While current prostate cancer risk SNPs are independent of disease aggressiveness, other yet to be identified SNPs may influence development of aggressive disease. It is interesting to note that these polygenic scores only consider common genetic variants in light of recent work showing that rare coding variants in DNA repair genes predispose to especially aggressive prostate cancer18. Polygenic models that are expanded to include such rare variants, as well as genetic factors influencing outcome independent of risk11 may better predict risk of lethal prostate cancer.
Our analyses are limited to individuals of European ancestry. As the scores tested were developed in this population, this does not detract from our primary findings. Nonetheless, research should examine whether variants associated with risk of overall prostate cancer in men of African ancestry are those also associated with the lethal phenotype. Despite needing to substitute or eliminate some SNPs for technical reasons in the analysis of the VIP cohort, we found in the MDC cohort that this modified 125-SNP score gave results that were strikingly similar to the full 145-SNP score, suggesting that this PRS is robust to slight changes in the SNPs used. As PRSs incorporate larger numbers of common variants with small effect sizes19, it is likely that genome-wide genotyping followed by imputation will be necessary to replicate the scores efficiently in external cohorts.
Our findings should not be generalized to impugn genetic risk scores in general. First, it is likely that a risk score designed for the endpoint of lethal prostate cancer would perform better. Second, our results are only pertinent to clinical utility of this score: the genetic loci, and target genes, implicated by GWAS retain their value for understanding prostate cancer etiology and providing potential targets in terms of chemoprevention or treatment.

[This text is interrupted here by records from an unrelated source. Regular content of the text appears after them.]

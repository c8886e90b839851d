//! Bounded key/value cache shared by the candidate resolver and the
//! translation pipeline.
//!
//! Two eviction policies are available:
//!
//! - `InsertionOrder { batch }`: when a new key arrives at capacity, the first
//!   `batch` entries in iteration order are dropped before the insert. Backed
//!   by an `IndexMap`, so iteration order is insertion order and the eviction
//!   victims are deterministic. Reads never reorder entries.
//! - `LeastRecentlyUsed`: classic LRU backed by `lru::LruCache`; `get`
//!   promotes the entry, `peek` does not.
//!
//! Whatever the policy, `len() <= capacity()` holds after every insert.

use indexmap::IndexMap;
use lru::LruCache;
use serde::{Deserialize, Serialize};
use std::borrow::Borrow;
use std::hash::Hash;
use std::num::NonZeroUsize;

/// How a full cache makes room for a new key.
#[derive(Debug, Clone, Copy, PartialEq, Eq, Serialize, Deserialize)]
#[serde(tag = "kind", rename_all = "snake_case")]
pub enum EvictionPolicy {
    /// Drop the oldest `batch` entries (at least one) by insertion order.
    InsertionOrder { batch: usize },
    /// Drop the least recently read or written entry.
    LeastRecentlyUsed,
}

impl Default for EvictionPolicy {
    fn default() -> Self {
        Self::InsertionOrder { batch: 1 }
    }
}

#[derive(Debug)]
enum Storage<K: Hash + Eq, V> {
    Ordered { map: IndexMap<K, V>, batch: usize },
    Lru(LruCache<K, V>),
}

/// A capacity-bounded map with a configurable eviction policy.
#[derive(Debug)]
pub struct BoundedCache<K: Hash + Eq, V> {
    storage: Storage<K, V>,
    capacity: usize,
}

impl<K: Hash + Eq, V> BoundedCache<K, V> {
    /// Create a cache holding at most `capacity` entries (clamped to 1).
    pub fn new(capacity: usize, policy: EvictionPolicy) -> Self {
        let capacity = capacity.max(1);
        let storage = match policy {
            EvictionPolicy::InsertionOrder { batch } => Storage::Ordered {
                map: IndexMap::with_capacity(capacity),
                batch: batch.max(1),
            },
            EvictionPolicy::LeastRecentlyUsed => {
                Storage::Lru(LruCache::new(NonZeroUsize::new(capacity).unwrap_or(NonZeroUsize::MIN)))
            }
        };
        Self { storage, capacity }
    }

    /// The policy this cache was built with.
    pub fn policy(&self) -> EvictionPolicy {
        match &self.storage {
            Storage::Ordered { batch, .. } => EvictionPolicy::InsertionOrder { batch: *batch },
            Storage::Lru(_) => EvictionPolicy::LeastRecentlyUsed,
        }
    }

    /// Look up a value; under LRU this marks the entry as most recently used.
    pub fn get<Q>(&mut self, key: &Q) -> Option<&V>
    where
        K: Borrow<Q>,
        Q: Hash + Eq + ?Sized,
    {
        match &mut self.storage {
            Storage::Ordered { map, .. } => map.get(key),
            Storage::Lru(lru) => lru.get(key),
        }
    }

    /// Look up a value without touching recency.
    pub fn peek<Q>(&self, key: &Q) -> Option<&V>
    where
        K: Borrow<Q>,
        Q: Hash + Eq + ?Sized,
    {
        match &self.storage {
            Storage::Ordered { map, .. } => map.get(key),
            Storage::Lru(lru) => lru.peek(key),
        }
    }

    pub fn contains_key<Q>(&self, key: &Q) -> bool
    where
        K: Borrow<Q>,
        Q: Hash + Eq + ?Sized,
    {
        match &self.storage {
            Storage::Ordered { map, .. } => map.contains_key(key),
            Storage::Lru(lru) => lru.contains(key),
        }
    }

    /// Insert or overwrite an entry, evicting first if a new key would
    /// overflow the cache. Returns the number of evicted entries.
    ///
    /// Overwriting an existing key never evicts.
    pub fn insert(&mut self, key: K, value: V) -> usize {
        let capacity = self.capacity;
        match &mut self.storage {
            Storage::Ordered { map, batch } => {
                if let Some(slot) = map.get_mut(&key) {
                    *slot = value;
                    return 0;
                }
                let mut evicted = 0;
                if map.len() >= capacity {
                    let n = (*batch).min(map.len());
                    evicted = map.drain(..n).count();
                }
                map.insert(key, value);
                evicted
            }
            Storage::Lru(lru) => {
                let is_new = !lru.contains(&key);
                let full = lru.len() >= capacity;
                lru.put(key, value);
                usize::from(is_new && full)
            }
        }
    }

    /// Remove an entry, returning its value.
    pub fn remove<Q>(&mut self, key: &Q) -> Option<V>
    where
        K: Borrow<Q>,
        Q: Hash + Eq + ?Sized,
    {
        match &mut self.storage {
            Storage::Ordered { map, .. } => map.shift_remove(key),
            Storage::Lru(lru) => lru.pop(key),
        }
    }

    pub fn len(&self) -> usize {
        match &self.storage {
            Storage::Ordered { map, .. } => map.len(),
            Storage::Lru(lru) => lru.len(),
        }
    }

    pub fn is_empty(&self) -> bool {
        self.len() == 0
    }

    pub fn capacity(&self) -> usize {
        self.capacity
    }

    pub fn clear(&mut self) {
        match &mut self.storage {
            Storage::Ordered { map, .. } => map.clear(),
            Storage::Lru(lru) => lru.clear(),
        }
    }
}

impl<K: Hash + Eq + Clone, V: Clone> BoundedCache<K, V> {
    /// Clone all entries out, next eviction victim first.
    pub fn entries(&self) -> Vec<(K, V)> {
        match &self.storage {
            Storage::Ordered { map, .. } => {
                map.iter().map(|(k, v)| (k.clone(), v.clone())).collect()
            }
            // LruCache iterates most recent first.
            Storage::Lru(lru) => lru
                .iter()
                .rev()
                .map(|(k, v)| (k.clone(), v.clone()))
                .collect(),
        }
    }
}
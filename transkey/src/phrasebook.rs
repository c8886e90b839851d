//! Offline backends loaded from tab-separated tables.
//!
//! - `PhoneticTable`: `key<TAB>phrase[<TAB>freq]` lines, used as the
//!   completion service. Exact key matches rank first, then keys that extend
//!   the input, each group by descending frequency.
//! - `Phrasebook`: `source<TAB>translation` lines, used as the translator.
//!   Unknown text has no translation, so the pipeline keeps the original.

use std::collections::{BTreeMap, HashMap};
use std::fs::File;
use std::io::{BufRead, BufReader};
use std::path::Path;

use anyhow::{Context, Result};
use tracing::debug;
use transkey_core::translation::COMMON_PHRASES;
use transkey_core::{
    CompletionError, CompletionService, DownloadConditions, TranslateError, Translator,
};

#[derive(Debug, Clone, PartialEq, Eq)]
struct PhraseEntry {
    text: String,
    freq: u64,
}

/// Phonetic key -> phrases table.
#[derive(Debug, Clone, Default)]
pub struct PhoneticTable {
    map: BTreeMap<String, Vec<PhraseEntry>>,
}

impl PhoneticTable {
    pub fn new() -> Self {
        Self::default()
    }

    /// Add a phrase under `key`. Duplicate phrases keep the higher frequency.
    pub fn insert(&mut self, key: &str, phrase: &str, freq: u64) {
        let entries = self.map.entry(key.to_lowercase()).or_default();
        match entries.iter_mut().find(|e| e.text == phrase) {
            Some(existing) => existing.freq = existing.freq.max(freq),
            None => entries.push(PhraseEntry {
                text: phrase.to_string(),
                freq,
            }),
        }
    }

    /// Load a table file. Blank lines and `#` comments are skipped; a missing
    /// frequency column counts as 1.
    pub fn load_tsv<P: AsRef<Path>>(path: P) -> Result<Self> {
        let path = path.as_ref();
        let file = File::open(path).with_context(|| format!("open table {}", path.display()))?;
        let mut table = Self::new();
        for line in BufReader::new(file).lines() {
            let line = line?;
            let line = line.trim();
            if line.is_empty() || line.starts_with('#') {
                continue;
            }
            let parts: Vec<&str> = if line.contains('\t') {
                line.split('\t').collect()
            } else {
                line.split_whitespace().collect()
            };
            if parts.len() < 2 {
                continue;
            }
            let freq = parts.get(2).and_then(|s| s.parse::<u64>().ok()).unwrap_or(1);
            table.insert(parts[0], parts[1], freq);
        }
        debug!(keys = table.len(), path = %path.display(), "phonetic table loaded");
        Ok(table)
    }

    /// Small built-in table for trying the keyboard out.
    pub fn demo() -> Self {
        let mut t = Self::new();
        for (key, phrase, freq) in [
            ("ni", "你", 50),
            ("ni", "尼", 5),
            ("ni", "泥", 3),
            ("hao", "好", 40),
            ("hao", "号", 8),
            ("nihao", "你好", 30),
            ("nihao", "你号", 1),
            ("xie", "谢", 10),
            ("xiexie", "谢谢", 30),
            ("zai", "在", 30),
            ("zai", "再", 20),
            ("zaijian", "再见", 25),
            ("zhong", "中", 30),
            ("zhongguo", "中国", 20),
            ("zhongguo", "中华", 4),
            ("wo", "我", 50),
            ("ai", "爱", 20),
            ("keyi", "可以", 15),
            ("duibuqi", "对不起", 10),
            ("meiguanxi", "没关系", 10),
        ] {
            t.insert(key, phrase, freq);
        }
        t
    }

    pub fn len(&self) -> usize {
        self.map.len()
    }

    pub fn is_empty(&self) -> bool {
        self.map.is_empty()
    }

    /// Phrases for `input`: exact matches, then completions of longer keys.
    pub fn lookup(&self, input: &str) -> Vec<String> {
        let input = input.to_lowercase();
        let mut exact: Vec<&PhraseEntry> = self.map.get(&input).into_iter().flatten().collect();
        let mut longer: Vec<&PhraseEntry> = self
            .map
            .range(input.clone()..)
            .skip_while(|(k, _)| **k == input)
            .take_while(|(k, _)| k.starts_with(&input))
            .flat_map(|(_, v)| v.iter())
            .collect();
        exact.sort_by(|a, b| b.freq.cmp(&a.freq));
        longer.sort_by(|a, b| b.freq.cmp(&a.freq));
        exact
            .into_iter()
            .chain(longer)
            .map(|e| e.text.clone())
            .collect()
    }
}

impl CompletionService for PhoneticTable {
    fn complete(&self, input: &str, _locale: &str) -> Result<Option<Vec<String>>, CompletionError> {
        let found = self.lookup(input);
        Ok(if found.is_empty() { None } else { Some(found) })
    }
}

/// Source text -> translation lookup.
#[derive(Debug, Clone, Default)]
pub struct Phrasebook {
    entries: HashMap<String, String>,
}

impl Phrasebook {
    pub fn new() -> Self {
        Self::default()
    }

    pub fn insert(&mut self, source: &str, translation: &str) {
        self.entries
            .insert(source.to_string(), translation.to_string());
    }

    /// Load `source<TAB>translation` lines.
    pub fn load_tsv<P: AsRef<Path>>(path: P) -> Result<Self> {
        let path = path.as_ref();
        let file =
            File::open(path).with_context(|| format!("open phrasebook {}", path.display()))?;
        let mut book = Self::new();
        for line in BufReader::new(file).lines() {
            let line = line?;
            if line.trim().is_empty() || line.starts_with('#') {
                continue;
            }
            if let Some((source, translation)) = line.split_once('\t') {
                book.insert(source.trim(), translation.trim());
            }
        }
        debug!(entries = book.len(), path = %path.display(), "phrasebook loaded");
        Ok(book)
    }

    /// Everyday phrases plus the single characters of the demo table.
    pub fn demo() -> Self {
        let mut book = Self::new();
        for (source, translation) in COMMON_PHRASES {
            book.insert(source, translation);
        }
        for (source, translation) in [
            ("你", "you"),
            ("好", "good"),
            ("我", "I"),
            ("爱", "love"),
            ("中国", "China"),
            ("再", "again"),
            ("在", "at"),
        ] {
            book.insert(source, translation);
        }
        book
    }

    pub fn len(&self) -> usize {
        self.entries.len()
    }

    pub fn is_empty(&self) -> bool {
        self.entries.is_empty()
    }
}

impl Translator for Phrasebook {
    fn ensure_ready(&self, _conditions: &DownloadConditions) -> Result<(), TranslateError> {
        if self.entries.is_empty() {
            return Err(TranslateError::NotReady("phrasebook is empty".into()));
        }
        Ok(())
    }

    fn translate(&self, text: &str, _source: &str, _target: &str) -> Result<Option<String>, TranslateError> {
        Ok(self.entries.get(text).cloned())
    }
}

#[cfg(test)]
mod tests {
    use super::*;
    use std::io::Write;

    #[test]
    fn test_exact_before_longer_keys() {
        let table = PhoneticTable::demo();
        let out = table.lookup("ni");
        assert_eq!(&out[..3], &["你", "尼", "泥"]);
        assert!(out.contains(&"你好".to_string()));
        assert_eq!(table.lookup("NiHao"), vec!["你好", "你号"]);
    }

    #[test]
    fn test_unknown_prefix_is_no_result() {
        let table = PhoneticTable::demo();
        assert_eq!(table.complete("qqq", "zh-Hans").unwrap(), None);
    }

    #[test]
    fn test_duplicate_phrase_keeps_max_freq() {
        let mut table = PhoneticTable::new();
        table.insert("a", "啊", 1);
        table.insert("a", "阿", 5);
        table.insert("a", "啊", 9);
        assert_eq!(table.lookup("a"), vec!["啊", "阿"]);
    }

    #[test]
    fn test_load_table_file() {
        let mut file = tempfile::NamedTempFile::new().unwrap();
        writeln!(file, "# comment").unwrap();
        writeln!(file, "ma\t妈\t10").unwrap();
        writeln!(file, "ma\t马\t20").unwrap();
        writeln!(file, "ma 吗").unwrap();
        writeln!(file, "broken").unwrap();

        let table = PhoneticTable::load_tsv(file.path()).unwrap();
        assert_eq!(table.len(), 1);
        assert_eq!(table.lookup("ma"), vec!["马", "妈", "吗"]);
    }

    #[test]
    fn test_phrasebook() {
        let book = Phrasebook::demo();
        assert!(book.ensure_ready(&DownloadConditions::default()).is_ok());
        assert_eq!(book.translate("你好", "zh", "en").unwrap().as_deref(), Some("Hello"));
        assert_eq!(book.translate("鼠", "zh", "en").unwrap(), None);

        let empty = Phrasebook::new();
        assert!(matches!(
            empty.ensure_ready(&DownloadConditions::default()),
            Err(TranslateError::NotReady(_))
        ));
    }

    #[test]
    fn test_load_phrasebook_file() {
        let mut file = tempfile::NamedTempFile::new().unwrap();
        writeln!(file, "猫\tcat").unwrap();
        writeln!(file, "狗 \t dog").unwrap();
        let book = Phrasebook::load_tsv(file.path()).unwrap();
        assert_eq!(book.translate("狗", "zh", "en").unwrap().as_deref(), Some("dog"));
        assert_eq!(book.len(), 2);
    }
}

The natural history of prostate cancer is that most men will die with rather than of disease. Screening for prostate cancer has led to widespread overtreatment and overdiagnosis. We have demonstrated that a PRS that predicts prostate cancer incidence does not have utility above and beyond that of PSA measured at baseline when applied to the clinically relevant endpoint of prostate cancer death. Therefore, using the PRS to determine which men should be subject to prostate cancer screening will not change the proportion subject to overdiagnosis and overtreatment. Subsequent research should focus on the clinically relevant endpoints of prostate cancer morbidity and mortality.
Methods
Data collection
Data from two large population-based studies were used for these analyses: the MDC and the VIP. These studies were approved by local institutional review boards (Research Ethics Board at Umeå University, number 2009-1436-31, for VIP and the Research Ethics Board at Lund University, numbers 617/2005 and LU 425-02, for MDC) and written informed consent was obtained from each participant in accordance with the principles of the Declaration of Helsinki. In the MDC study, blood samples were taken between 1991 and 1996 from 11,506 men born between 1923 and 1945 and living in Malmö, Sweden. Data on follow-up for prostate cancer diagnosis and death from prostate cancer were collected until December 31, 2014. A nested matched case-control set was selected from the full cohort, with men diagnosed with prostate cancer selected as cases, and controls matched based on age and time of blood draw. Men selected as cases or controls had kallikrein markers measured using their stored blood samples. Kallikrein marker measurements were imputed for those men not selected as cases or controls. Additional details on cohort selection and data collection have previously been published8.
The VIP is an ongoing population-based cohort study initiated in 1985 in which all residents of Västerbotten County, Sweden, are invited to receive a health examination at ages 40, 50, and 60 with blood drawn for cryopreservation. By February 2017, the study included data on 58,398 samples from 43,692 unique men. A nested matched case-control sample was also selected from the VIP cohort based on age and time of blood draw, with cases being defined as those diagnosed with prostate cancer. Kallikrein markers were measured from blood samples for those men selected as cases and controls. Kallikrein marker measurements were imputed for those men not selected as cases or controls. Details on cohort selection, case-control matching and data collection in this cohort have also been previously published9,20.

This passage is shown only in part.